Ha pasado una década, Vittorio Taviani ha fallecido. Pero Paolo se resiste a aceptar un agotamiento creativo que viene de más de dos décadas atrás. Y en Leonora Addio no termina de despedirse. Y cuenta un hecho con bastantes posibilidades narrativas: el traslado, veinte años después de su muerte, de las cenizas del dramaturgo Luigi Pirandello a su Sicilia natal, siguiendo sus deseos que el fascismo quiso ignorar.
Pero la cámara de Taviani está para pocos viajes.

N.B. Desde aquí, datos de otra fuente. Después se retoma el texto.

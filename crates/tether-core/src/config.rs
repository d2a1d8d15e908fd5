//! Configuration system for Tether.
//!
//! Resolution order: environment variables → config file → defaults.
//!
//! Config file location:
//!   1. $TETHER_CONFIG (explicit override)
//!   2. $XDG_CONFIG_HOME/tether/config.toml
//!   3. ~/.config/tether/config.toml

use serde::{Deserialize, Serialize};
use std::path::PathBuf;
use std::time::Duration;

use crate::wire::WireFormat;

/// Top-level configuration.
#[derive(Debug, Clone, Default, Serialize, Deserialize)]
#[serde(default)]
pub struct TetherConfig {
    pub identity: IdentityConfig,
    pub network: NetworkConfig,
    pub messaging: MessagingConfig,
    pub server: ServerConfig,
}

#[derive(Debug, Clone, Serialize, Deserialize)]
#[serde(default)]
pub struct IdentityConfig {
    /// Hostname every connector of this node reports. Sender of all outbound messages.
    pub hostname: String,
}

#[derive(Debug, Clone, Serialize, Deserialize)]
#[serde(default)]
pub struct NetworkConfig {
    /// Address the multi-client server listens on.
    pub listen_addr: String,
    pub wire_format: WireFormat,
    /// Remote endpoints dialled as single-link connectors.
    pub uplinks: Vec<String>,
}

#[derive(Debug, Clone, Serialize, Deserialize)]
#[serde(default)]
pub struct MessagingConfig {
    /// Used when callers omit a timeout. Must be >= 0.
    pub default_timeout_secs: f64,
    /// Characters per chunk for split sends.
    pub chunk_size: usize,
    /// Pause between fire-and-forget chunks.
    pub chunk_delay_ms: u64,
    /// Partial reassemblies older than this are evicted.
    pub reassembly_ttl_secs: u64,
    /// Largest chunk count a peer may announce for one split message.
    pub max_chunks: u32,
}

#[derive(Debug, Clone, Serialize, Deserialize)]
#[serde(default)]
pub struct ServerConfig {
    /// How often dead peer sessions are swept out.
    pub sweep_interval_secs: u64,
    /// How often each peer session polls its transport for liveness.
    pub liveness_interval_secs: u64,
}

// ── Defaults ──────────────────────────────────────────────────────────────────

impl Default for IdentityConfig {
    fn default() -> Self {
        Self {
            hostname: std::env::var("HOSTNAME").unwrap_or_else(|_| "tether".to_string()),
        }
    }
}

impl Default for NetworkConfig {
    fn default() -> Self {
        Self {
            listen_addr: "127.0.0.1:7878".to_string(),
            wire_format: WireFormat::Socket,
            uplinks: Vec::new(),
        }
    }
}

impl Default for MessagingConfig {
    fn default() -> Self {
        Self {
            default_timeout_secs: 2.0,
            chunk_size: 200,
            chunk_delay_ms: 50,
            reassembly_ttl_secs: 30,
            max_chunks: 4096,
        }
    }
}

impl Default for ServerConfig {
    fn default() -> Self {
        Self {
            sweep_interval_secs: 5,
            liveness_interval_secs: 2,
        }
    }
}

impl MessagingConfig {
    /// The default timeout, or `None` if it is negative, not finite or does
    /// not fit a `Duration`.
    pub fn default_timeout(&self) -> Option<Duration> {
        if self.default_timeout_secs < 0.0 {
            return None;
        }
        Duration::try_from_secs_f64(self.default_timeout_secs).ok()
    }

    pub fn chunk_delay(&self) -> Duration {
        Duration::from_millis(self.chunk_delay_ms)
    }

    pub fn reassembly_ttl(&self) -> Duration {
        Duration::from_secs(self.reassembly_ttl_secs)
    }
}

impl ServerConfig {
    pub fn sweep_interval(&self) -> Duration {
        Duration::from_secs(self.sweep_interval_secs.max(1))
    }

    pub fn liveness_interval(&self) -> Duration {
        Duration::from_secs(self.liveness_interval_secs.max(1))
    }
}

// ── Path helpers ──────────────────────────────────────────────────────────────

fn config_dir() -> PathBuf {
    std::env::var("XDG_CONFIG_HOME")
        .map(PathBuf::from)
        .unwrap_or_else(|_| dirs_or_home().join(".config"))
        .join("tether")
}

fn dirs_or_home() -> PathBuf {
    std::env::var("HOME")
        .map(PathBuf::from)
        .unwrap_or_else(|_| PathBuf::from("/tmp"))
}

// ── Errors ────────────────────────────────────────────────────────────────────

#[derive(Debug, thiserror::Error)]
pub enum ConfigError {
    #[error("failed to read {0}: {1}")]
    ReadFailed(PathBuf, std::io::Error),
    #[error("failed to parse {0}: {1}")]
    ParseFailed(PathBuf, toml::de::Error),
    #[error("failed to write {0}: {1}")]
    WriteFailed(PathBuf, std::io::Error),
    #[error("failed to serialize: {0}")]
    SerializeFailed(toml::ser::Error),
    #[error("invalid value for {0}: {1}")]
    Invalid(&'static str, String),
}

// ── Loading ───────────────────────────────────────────────────────────────────

impl TetherConfig {
    /// Load config: env vars → file → defaults.
    pub fn load() -> Result<Self, ConfigError> {
        let path = Self::file_path();
        let mut config = if path.exists() {
            let text = std::fs::read_to_string(&path)
                .map_err(|e| ConfigError::ReadFailed(path.clone(), e))?;
            toml::from_str(&text).map_err(|e| ConfigError::ParseFailed(path.clone(), e))?
        } else {
            TetherConfig::default()
        };
        config.apply_env_overrides();
        config.validate()?;
        Ok(config)
    }

    /// Config file path.
    pub fn file_path() -> PathBuf {
        std::env::var("TETHER_CONFIG")
            .map(PathBuf::from)
            .unwrap_or_else(|_| config_dir().join("config.toml"))
    }

    /// Write default config if none exists. Returns the path.
    pub fn write_default_if_missing() -> Result<PathBuf, ConfigError> {
        let path = Self::file_path();
        if !path.exists() {
            if let Some(parent) = path.parent() {
                std::fs::create_dir_all(parent)
                    .map_err(|e| ConfigError::WriteFailed(path.clone(), e))?;
            }
            let text = toml::to_string_pretty(&TetherConfig::default())
                .map_err(ConfigError::SerializeFailed)?;
            std::fs::write(&path, text).map_err(|e| ConfigError::WriteFailed(path.clone(), e))?;
        }
        Ok(path)
    }

    /// Reject values the messaging layer cannot run with.
    pub fn validate(&self) -> Result<(), ConfigError> {
        if self.identity.hostname.is_empty() {
            return Err(ConfigError::Invalid("identity.hostname", "empty".into()));
        }
        if self.messaging.default_timeout().is_none() {
            return Err(ConfigError::Invalid(
                "messaging.default_timeout_secs",
                self.messaging.default_timeout_secs.to_string(),
            ));
        }
        if self.messaging.chunk_size == 0 {
            return Err(ConfigError::Invalid("messaging.chunk_size", "0".into()));
        }
        if self.messaging.max_chunks == 0 {
            return Err(ConfigError::Invalid("messaging.max_chunks", "0".into()));
        }
        Ok(())
    }

    /// Apply TETHER_* env var overrides.
    fn apply_env_overrides(&mut self) {
        if let Ok(v) = std::env::var("TETHER_IDENTITY__HOSTNAME") {
            self.identity.hostname = v;
        }
        if let Ok(v) = std::env::var("TETHER_NETWORK__LISTEN_ADDR") {
            self.network.listen_addr = v;
        }
        if let Ok(v) = std::env::var("TETHER_NETWORK__WIRE_FORMAT") {
            match v.as_str() {
                "socket" => self.network.wire_format = WireFormat::Socket,
                "serial" => self.network.wire_format = WireFormat::Serial,
                other => tracing::warn!(value = other, "unknown wire format override, ignoring"),
            }
        }
        if let Ok(v) = std::env::var("TETHER_MESSAGING__DEFAULT_TIMEOUT_SECS") {
            if let Ok(t) = v.parse() {
                self.messaging.default_timeout_secs = t;
            }
        }
        if let Ok(v) = std::env::var("TETHER_MESSAGING__CHUNK_SIZE") {
            if let Ok(n) = v.parse() {
                self.messaging.chunk_size = n;
            }
        }
    }
}

#[cfg(test)]
mod tests {
    use super::*;

    #[test]
    fn default_config_is_valid() {
        let config = TetherConfig::default();
        assert!(config.validate().is_ok());
        assert_eq!(config.network.wire_format, WireFormat::Socket);
        assert!(config.network.uplinks.is_empty());
        assert_eq!(config.messaging.chunk_size, 200);
    }

    #[test]
    fn negative_timeout_is_rejected() {
        let mut config = TetherConfig::default();
        config.messaging.default_timeout_secs = -1.0;
        assert!(matches!(
            config.validate(),
            Err(ConfigError::Invalid("messaging.default_timeout_secs", _))
        ));
    }

    #[test]
    fn timeout_beyond_duration_range_is_rejected() {
        let mut config = TetherConfig::default();
        config.messaging.default_timeout_secs = 1e30;
        assert!(config.messaging.default_timeout().is_none());
        assert!(matches!(
            config.validate(),
            Err(ConfigError::Invalid("messaging.default_timeout_secs", _))
        ));

        config.messaging.default_timeout_secs = f64::INFINITY;
        assert!(config.validate().is_err());
    }

    #[test]
    fn zero_max_chunks_is_rejected() {
        let mut config = TetherConfig::default();
        config.messaging.max_chunks = 0;
        assert!(matches!(
            config.validate(),
            Err(ConfigError::Invalid("messaging.max_chunks", _))
        ));
    }

    #[test]
    fn partial_file_fills_defaults() {
        let text = r#"
            [identity]
            hostname = "attic-hub"

            [network]
            wire_format = "serial"
        "#;
        let config: TetherConfig = toml::from_str(text).unwrap();
        assert_eq!(config.identity.hostname, "attic-hub");
        assert_eq!(config.network.wire_format, WireFormat::Serial);
        assert_eq!(config.network.listen_addr, "127.0.0.1:7878");
        assert_eq!(config.server.sweep_interval_secs, 5);
    }

    #[test]
    fn write_default_if_missing_creates_file() {
        let tmp = std::env::temp_dir().join(format!("tether-config-test-{}", std::process::id()));
        let config_path = tmp.join("config.toml");
        std::fs::create_dir_all(&tmp).unwrap();

        // Set env to point to our temp path
        unsafe {
            std::env::set_var("TETHER_CONFIG", config_path.to_str().unwrap());
        }

        let path =
            TetherConfig::write_default_if_missing().expect("write_default_if_missing failed");
        assert!(path.exists());

        let config = TetherConfig::load().expect("load should succeed");
        assert_eq!(config.messaging.chunk_size, 200);

        unsafe {
            std::env::remove_var("TETHER_CONFIG");
        }
        let _ = std::fs::remove_dir_all(&tmp);
    }
}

Tanto que en poco más de una hora —con insertos de archivo, del Nobel concedido al escritor y de imágenes algo inopinadas de filmes clásicos del cine italiano como Paisà, de Rosellini, La aventura de Antonioni o Il bandito de Lattuada— se le termina el carrete.
Y recurre a una solución bizarra: hacer nacer una segunda película independiente de la primera, una adaptación de un relato breve de Pirandello, ambientado en los Estados Unidos. Ocupa veinte minutos caóticos, caprichosos. Como capricho de la Berlinale es meter a este Taviani más allá de la senectud autoral en camisa de once varas.
Fuera de esta crónica -y de todas las del día por la hora en que se proyecta- queda el último filme a concurso, lo más reciente del infatigable y generador de fandom Hong Sangsoo. Vista la cosecha de este festival, podría haber Oso de Oro coreano en el descuento.